=== Begin Enclosure ===

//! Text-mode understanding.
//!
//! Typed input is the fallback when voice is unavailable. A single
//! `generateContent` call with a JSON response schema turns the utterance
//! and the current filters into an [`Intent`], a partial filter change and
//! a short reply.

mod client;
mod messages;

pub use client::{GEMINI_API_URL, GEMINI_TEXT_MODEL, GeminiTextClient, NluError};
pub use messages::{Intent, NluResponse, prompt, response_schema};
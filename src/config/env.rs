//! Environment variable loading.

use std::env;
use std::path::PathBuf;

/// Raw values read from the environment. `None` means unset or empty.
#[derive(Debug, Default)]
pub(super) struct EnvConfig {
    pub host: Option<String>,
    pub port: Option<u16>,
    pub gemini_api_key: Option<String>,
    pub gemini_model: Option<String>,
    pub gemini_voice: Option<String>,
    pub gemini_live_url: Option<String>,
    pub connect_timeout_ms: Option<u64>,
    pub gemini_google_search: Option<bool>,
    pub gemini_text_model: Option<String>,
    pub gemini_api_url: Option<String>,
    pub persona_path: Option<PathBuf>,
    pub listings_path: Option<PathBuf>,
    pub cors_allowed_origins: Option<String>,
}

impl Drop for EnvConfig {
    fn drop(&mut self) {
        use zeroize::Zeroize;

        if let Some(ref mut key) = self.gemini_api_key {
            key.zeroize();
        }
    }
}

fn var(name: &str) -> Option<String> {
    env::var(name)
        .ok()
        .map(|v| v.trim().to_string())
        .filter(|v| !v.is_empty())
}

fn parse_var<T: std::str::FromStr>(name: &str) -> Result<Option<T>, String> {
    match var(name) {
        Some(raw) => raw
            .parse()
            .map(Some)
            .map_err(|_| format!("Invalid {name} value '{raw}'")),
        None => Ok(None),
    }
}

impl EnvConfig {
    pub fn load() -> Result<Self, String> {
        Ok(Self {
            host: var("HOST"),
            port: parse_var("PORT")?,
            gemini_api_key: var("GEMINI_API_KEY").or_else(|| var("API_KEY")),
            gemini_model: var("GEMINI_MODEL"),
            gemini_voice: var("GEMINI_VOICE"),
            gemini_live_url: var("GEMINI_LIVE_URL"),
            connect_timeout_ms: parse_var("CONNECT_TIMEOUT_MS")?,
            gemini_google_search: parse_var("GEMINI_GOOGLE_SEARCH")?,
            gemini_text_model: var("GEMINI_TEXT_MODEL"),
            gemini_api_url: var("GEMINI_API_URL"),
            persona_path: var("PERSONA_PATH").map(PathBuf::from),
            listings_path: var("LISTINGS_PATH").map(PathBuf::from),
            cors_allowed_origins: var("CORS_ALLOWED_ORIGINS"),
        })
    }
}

=== End Enclosure ===
=== Begin Enclosure ===

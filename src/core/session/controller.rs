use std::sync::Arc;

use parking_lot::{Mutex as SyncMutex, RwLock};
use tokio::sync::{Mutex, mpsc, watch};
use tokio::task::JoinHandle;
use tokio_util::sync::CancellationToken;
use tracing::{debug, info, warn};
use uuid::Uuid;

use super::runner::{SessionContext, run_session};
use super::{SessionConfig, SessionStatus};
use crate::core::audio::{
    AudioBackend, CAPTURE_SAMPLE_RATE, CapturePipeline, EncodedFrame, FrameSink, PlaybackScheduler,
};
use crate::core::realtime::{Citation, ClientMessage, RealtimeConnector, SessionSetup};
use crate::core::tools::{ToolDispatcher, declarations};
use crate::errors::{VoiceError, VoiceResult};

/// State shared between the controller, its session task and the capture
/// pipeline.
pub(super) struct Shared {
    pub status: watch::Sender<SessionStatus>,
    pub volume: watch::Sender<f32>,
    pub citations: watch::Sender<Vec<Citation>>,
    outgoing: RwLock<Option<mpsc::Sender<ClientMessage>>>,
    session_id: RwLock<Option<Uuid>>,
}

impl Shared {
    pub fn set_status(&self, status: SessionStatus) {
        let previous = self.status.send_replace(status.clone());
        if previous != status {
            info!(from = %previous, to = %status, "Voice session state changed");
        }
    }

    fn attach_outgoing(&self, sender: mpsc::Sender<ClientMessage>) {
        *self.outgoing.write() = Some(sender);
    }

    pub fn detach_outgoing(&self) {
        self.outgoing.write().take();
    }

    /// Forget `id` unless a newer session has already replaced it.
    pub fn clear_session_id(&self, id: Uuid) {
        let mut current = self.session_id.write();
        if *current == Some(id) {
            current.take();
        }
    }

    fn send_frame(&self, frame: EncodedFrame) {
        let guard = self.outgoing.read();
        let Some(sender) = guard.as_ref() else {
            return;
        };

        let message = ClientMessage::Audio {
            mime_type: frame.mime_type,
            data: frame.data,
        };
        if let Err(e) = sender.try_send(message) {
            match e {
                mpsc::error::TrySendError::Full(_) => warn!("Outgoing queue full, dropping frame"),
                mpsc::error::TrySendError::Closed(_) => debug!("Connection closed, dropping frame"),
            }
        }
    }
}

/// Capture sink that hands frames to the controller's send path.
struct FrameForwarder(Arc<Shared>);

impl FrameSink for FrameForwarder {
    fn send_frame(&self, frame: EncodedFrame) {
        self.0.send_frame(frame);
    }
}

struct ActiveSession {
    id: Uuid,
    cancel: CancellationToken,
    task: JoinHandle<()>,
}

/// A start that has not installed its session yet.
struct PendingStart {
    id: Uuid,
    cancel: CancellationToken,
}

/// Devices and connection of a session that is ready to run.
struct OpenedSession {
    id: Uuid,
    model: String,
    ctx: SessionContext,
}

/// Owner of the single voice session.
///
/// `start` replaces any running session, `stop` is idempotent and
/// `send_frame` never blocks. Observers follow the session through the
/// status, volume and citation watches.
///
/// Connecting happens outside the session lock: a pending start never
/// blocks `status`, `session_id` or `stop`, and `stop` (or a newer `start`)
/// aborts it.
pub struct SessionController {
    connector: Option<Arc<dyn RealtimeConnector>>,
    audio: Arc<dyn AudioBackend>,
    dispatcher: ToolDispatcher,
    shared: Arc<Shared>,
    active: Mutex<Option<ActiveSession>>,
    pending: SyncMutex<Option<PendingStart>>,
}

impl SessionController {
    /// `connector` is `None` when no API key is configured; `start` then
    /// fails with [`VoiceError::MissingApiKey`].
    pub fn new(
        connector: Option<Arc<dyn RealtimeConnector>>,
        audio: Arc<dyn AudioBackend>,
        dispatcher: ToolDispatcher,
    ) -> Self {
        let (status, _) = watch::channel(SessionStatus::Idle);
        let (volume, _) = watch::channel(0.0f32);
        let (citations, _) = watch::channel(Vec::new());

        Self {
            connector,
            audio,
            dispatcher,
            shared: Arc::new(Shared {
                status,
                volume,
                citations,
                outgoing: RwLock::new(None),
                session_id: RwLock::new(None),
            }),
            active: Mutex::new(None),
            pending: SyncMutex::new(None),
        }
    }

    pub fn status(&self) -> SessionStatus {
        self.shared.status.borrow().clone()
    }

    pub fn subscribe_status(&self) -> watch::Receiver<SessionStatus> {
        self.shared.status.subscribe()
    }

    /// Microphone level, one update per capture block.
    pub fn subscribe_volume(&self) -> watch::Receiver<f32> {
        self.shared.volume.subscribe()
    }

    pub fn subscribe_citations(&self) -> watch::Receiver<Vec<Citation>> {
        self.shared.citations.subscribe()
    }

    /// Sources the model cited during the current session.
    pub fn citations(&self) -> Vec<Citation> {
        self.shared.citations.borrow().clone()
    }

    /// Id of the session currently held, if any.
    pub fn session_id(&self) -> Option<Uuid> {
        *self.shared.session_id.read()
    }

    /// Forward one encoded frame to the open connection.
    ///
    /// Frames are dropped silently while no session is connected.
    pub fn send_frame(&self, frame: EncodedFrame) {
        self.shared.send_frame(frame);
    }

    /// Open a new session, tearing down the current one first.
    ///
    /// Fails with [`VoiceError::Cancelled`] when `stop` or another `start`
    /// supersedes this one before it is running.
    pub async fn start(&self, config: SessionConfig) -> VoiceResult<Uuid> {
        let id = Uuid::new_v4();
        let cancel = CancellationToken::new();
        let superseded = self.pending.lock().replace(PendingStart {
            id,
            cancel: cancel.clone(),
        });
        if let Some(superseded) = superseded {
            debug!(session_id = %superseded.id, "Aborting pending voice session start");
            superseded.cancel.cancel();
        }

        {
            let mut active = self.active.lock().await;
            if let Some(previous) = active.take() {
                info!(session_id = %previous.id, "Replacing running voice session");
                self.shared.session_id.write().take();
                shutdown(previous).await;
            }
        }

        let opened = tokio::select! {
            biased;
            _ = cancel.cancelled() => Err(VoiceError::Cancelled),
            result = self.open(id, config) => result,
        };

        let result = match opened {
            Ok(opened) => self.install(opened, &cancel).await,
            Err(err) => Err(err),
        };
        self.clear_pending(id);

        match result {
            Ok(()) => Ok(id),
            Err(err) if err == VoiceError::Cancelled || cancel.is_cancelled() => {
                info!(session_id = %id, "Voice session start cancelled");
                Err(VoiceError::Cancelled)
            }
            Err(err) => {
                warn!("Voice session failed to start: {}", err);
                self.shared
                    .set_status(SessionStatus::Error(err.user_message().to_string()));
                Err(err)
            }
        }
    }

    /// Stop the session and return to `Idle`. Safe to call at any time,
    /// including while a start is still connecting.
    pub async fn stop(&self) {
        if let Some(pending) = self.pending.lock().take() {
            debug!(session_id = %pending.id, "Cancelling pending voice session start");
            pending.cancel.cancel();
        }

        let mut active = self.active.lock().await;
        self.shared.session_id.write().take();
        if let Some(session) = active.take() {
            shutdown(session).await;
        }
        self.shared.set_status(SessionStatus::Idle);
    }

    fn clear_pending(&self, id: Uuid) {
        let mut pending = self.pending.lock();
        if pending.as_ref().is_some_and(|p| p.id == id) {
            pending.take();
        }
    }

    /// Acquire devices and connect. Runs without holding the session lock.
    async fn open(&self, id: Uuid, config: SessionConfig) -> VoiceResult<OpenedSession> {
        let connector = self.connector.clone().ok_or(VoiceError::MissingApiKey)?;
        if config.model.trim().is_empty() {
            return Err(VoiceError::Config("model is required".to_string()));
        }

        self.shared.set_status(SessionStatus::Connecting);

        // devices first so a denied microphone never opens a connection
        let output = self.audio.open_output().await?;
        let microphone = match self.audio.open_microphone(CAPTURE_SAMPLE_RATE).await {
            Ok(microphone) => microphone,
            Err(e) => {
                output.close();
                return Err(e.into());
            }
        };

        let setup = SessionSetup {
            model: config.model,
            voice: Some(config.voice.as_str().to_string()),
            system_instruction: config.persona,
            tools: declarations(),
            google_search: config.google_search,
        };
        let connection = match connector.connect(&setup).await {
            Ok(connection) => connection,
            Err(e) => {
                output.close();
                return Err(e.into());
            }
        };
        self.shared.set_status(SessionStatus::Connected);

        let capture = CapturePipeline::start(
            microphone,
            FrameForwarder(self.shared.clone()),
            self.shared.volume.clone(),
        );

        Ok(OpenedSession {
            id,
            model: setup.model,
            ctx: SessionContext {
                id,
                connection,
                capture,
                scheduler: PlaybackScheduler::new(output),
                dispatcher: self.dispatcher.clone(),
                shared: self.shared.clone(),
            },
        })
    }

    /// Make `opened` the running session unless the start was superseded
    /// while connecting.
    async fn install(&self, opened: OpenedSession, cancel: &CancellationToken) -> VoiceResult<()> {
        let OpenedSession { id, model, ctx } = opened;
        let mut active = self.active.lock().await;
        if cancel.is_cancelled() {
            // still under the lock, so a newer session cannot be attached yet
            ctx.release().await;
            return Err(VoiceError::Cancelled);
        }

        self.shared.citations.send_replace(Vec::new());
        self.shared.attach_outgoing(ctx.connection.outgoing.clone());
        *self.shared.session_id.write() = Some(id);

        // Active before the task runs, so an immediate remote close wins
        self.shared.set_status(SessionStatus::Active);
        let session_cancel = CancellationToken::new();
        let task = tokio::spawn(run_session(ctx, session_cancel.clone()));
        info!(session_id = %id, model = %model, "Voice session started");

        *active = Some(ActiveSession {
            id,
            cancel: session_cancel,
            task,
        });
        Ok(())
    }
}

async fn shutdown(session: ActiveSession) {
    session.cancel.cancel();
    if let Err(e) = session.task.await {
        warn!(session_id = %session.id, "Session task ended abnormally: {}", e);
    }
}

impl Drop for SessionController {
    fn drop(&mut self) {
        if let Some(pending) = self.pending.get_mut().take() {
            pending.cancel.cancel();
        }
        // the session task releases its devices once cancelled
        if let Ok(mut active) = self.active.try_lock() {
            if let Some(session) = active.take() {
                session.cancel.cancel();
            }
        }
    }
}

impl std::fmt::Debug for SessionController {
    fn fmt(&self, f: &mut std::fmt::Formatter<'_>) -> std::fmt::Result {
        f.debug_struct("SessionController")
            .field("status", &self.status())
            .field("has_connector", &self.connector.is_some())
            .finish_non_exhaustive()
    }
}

=== End Enclosure ===

Among the entries above, the lines between the ones containing "the current session." and "it is running.", inclusive, are to be transcribed exactly. No other line is to be given.

● Expected answer
    /// Sources the model cited during the current session.
    pub fn citations(&self) -> Vec<Citation> {
        self.shared.citations.borrow().clone()
    }

    /// Id of the session currently held, if any.
    pub fn session_id(&self) -> Option<Uuid> {
        *self.shared.session_id.read()
    }

    /// Forward one encoded frame to the open connection.
    ///
    /// Frames are dropped silently while no session is connected.
    pub fn send_frame(&self, frame: EncodedFrame) {
        self.shared.send_frame(frame);
    }

    /// Open a new session, tearing down the current one first.
    ///
    /// Fails with [`VoiceError::Cancelled`] when `stop` or another `start`
    /// supersedes this one before it is running.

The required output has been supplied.